Collected data:
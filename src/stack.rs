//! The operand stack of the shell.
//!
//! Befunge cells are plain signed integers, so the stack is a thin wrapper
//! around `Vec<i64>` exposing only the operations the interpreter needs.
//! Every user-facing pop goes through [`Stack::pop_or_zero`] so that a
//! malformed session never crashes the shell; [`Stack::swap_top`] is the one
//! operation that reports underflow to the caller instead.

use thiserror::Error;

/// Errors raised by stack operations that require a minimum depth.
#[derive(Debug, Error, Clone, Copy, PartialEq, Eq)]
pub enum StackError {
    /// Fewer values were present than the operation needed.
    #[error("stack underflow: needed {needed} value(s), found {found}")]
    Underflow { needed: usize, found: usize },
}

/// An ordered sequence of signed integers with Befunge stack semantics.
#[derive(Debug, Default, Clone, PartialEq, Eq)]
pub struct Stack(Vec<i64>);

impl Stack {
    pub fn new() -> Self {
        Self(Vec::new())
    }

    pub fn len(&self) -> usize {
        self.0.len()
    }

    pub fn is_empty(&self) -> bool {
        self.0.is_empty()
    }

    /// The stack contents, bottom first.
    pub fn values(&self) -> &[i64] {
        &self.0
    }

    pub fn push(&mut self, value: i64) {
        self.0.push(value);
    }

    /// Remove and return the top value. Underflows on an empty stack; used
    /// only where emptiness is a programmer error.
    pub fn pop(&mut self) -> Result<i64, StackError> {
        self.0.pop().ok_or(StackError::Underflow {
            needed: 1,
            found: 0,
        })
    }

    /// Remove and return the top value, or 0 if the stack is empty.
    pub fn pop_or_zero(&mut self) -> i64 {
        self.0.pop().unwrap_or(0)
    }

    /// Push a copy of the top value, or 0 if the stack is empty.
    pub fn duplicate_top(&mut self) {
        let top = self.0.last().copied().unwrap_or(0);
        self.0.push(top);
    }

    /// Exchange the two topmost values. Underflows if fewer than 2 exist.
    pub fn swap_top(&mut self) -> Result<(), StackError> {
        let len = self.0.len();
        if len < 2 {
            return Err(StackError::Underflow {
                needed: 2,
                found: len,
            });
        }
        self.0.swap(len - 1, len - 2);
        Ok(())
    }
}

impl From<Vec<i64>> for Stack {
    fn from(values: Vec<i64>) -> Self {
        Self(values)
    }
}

---

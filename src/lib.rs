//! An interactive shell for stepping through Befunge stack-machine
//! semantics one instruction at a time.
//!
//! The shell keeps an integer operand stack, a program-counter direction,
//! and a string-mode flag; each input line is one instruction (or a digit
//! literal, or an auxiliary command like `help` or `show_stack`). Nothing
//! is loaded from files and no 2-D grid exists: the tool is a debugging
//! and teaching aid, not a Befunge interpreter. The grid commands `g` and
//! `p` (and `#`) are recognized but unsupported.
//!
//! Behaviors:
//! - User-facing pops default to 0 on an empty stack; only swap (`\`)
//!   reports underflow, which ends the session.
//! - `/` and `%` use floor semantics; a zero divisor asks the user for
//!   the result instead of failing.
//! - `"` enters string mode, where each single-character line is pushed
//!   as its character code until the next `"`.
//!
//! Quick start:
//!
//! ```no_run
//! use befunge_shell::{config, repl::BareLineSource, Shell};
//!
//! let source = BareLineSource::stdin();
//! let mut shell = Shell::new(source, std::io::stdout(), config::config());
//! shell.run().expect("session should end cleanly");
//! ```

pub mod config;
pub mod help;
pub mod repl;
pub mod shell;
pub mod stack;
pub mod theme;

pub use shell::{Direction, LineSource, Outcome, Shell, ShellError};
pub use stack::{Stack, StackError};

TASK TO CARRY OUT: From the line holding "filename src/stack.rs" to the line holding "pub enum StackError", inclusive, restate each line above exactly as written.

SOLUTION:
filename src/stack.rs
//! The operand stack of the shell.
//!
//! Befunge cells are plain signed integers, so the stack is a thin wrapper
//! around `Vec<i64>` exposing only the operations the interpreter needs.
//! Every user-facing pop goes through [`Stack::pop_or_zero`] so that a
//! malformed session never crashes the shell; [`Stack::swap_top`] is the one
//! operation that reports underflow to the caller instead.

use thiserror::Error;

/// Errors raised by stack operations that require a minimum depth.
#[derive(Debug, Error, Clone, Copy, PartialEq, Eq)]
pub enum StackError {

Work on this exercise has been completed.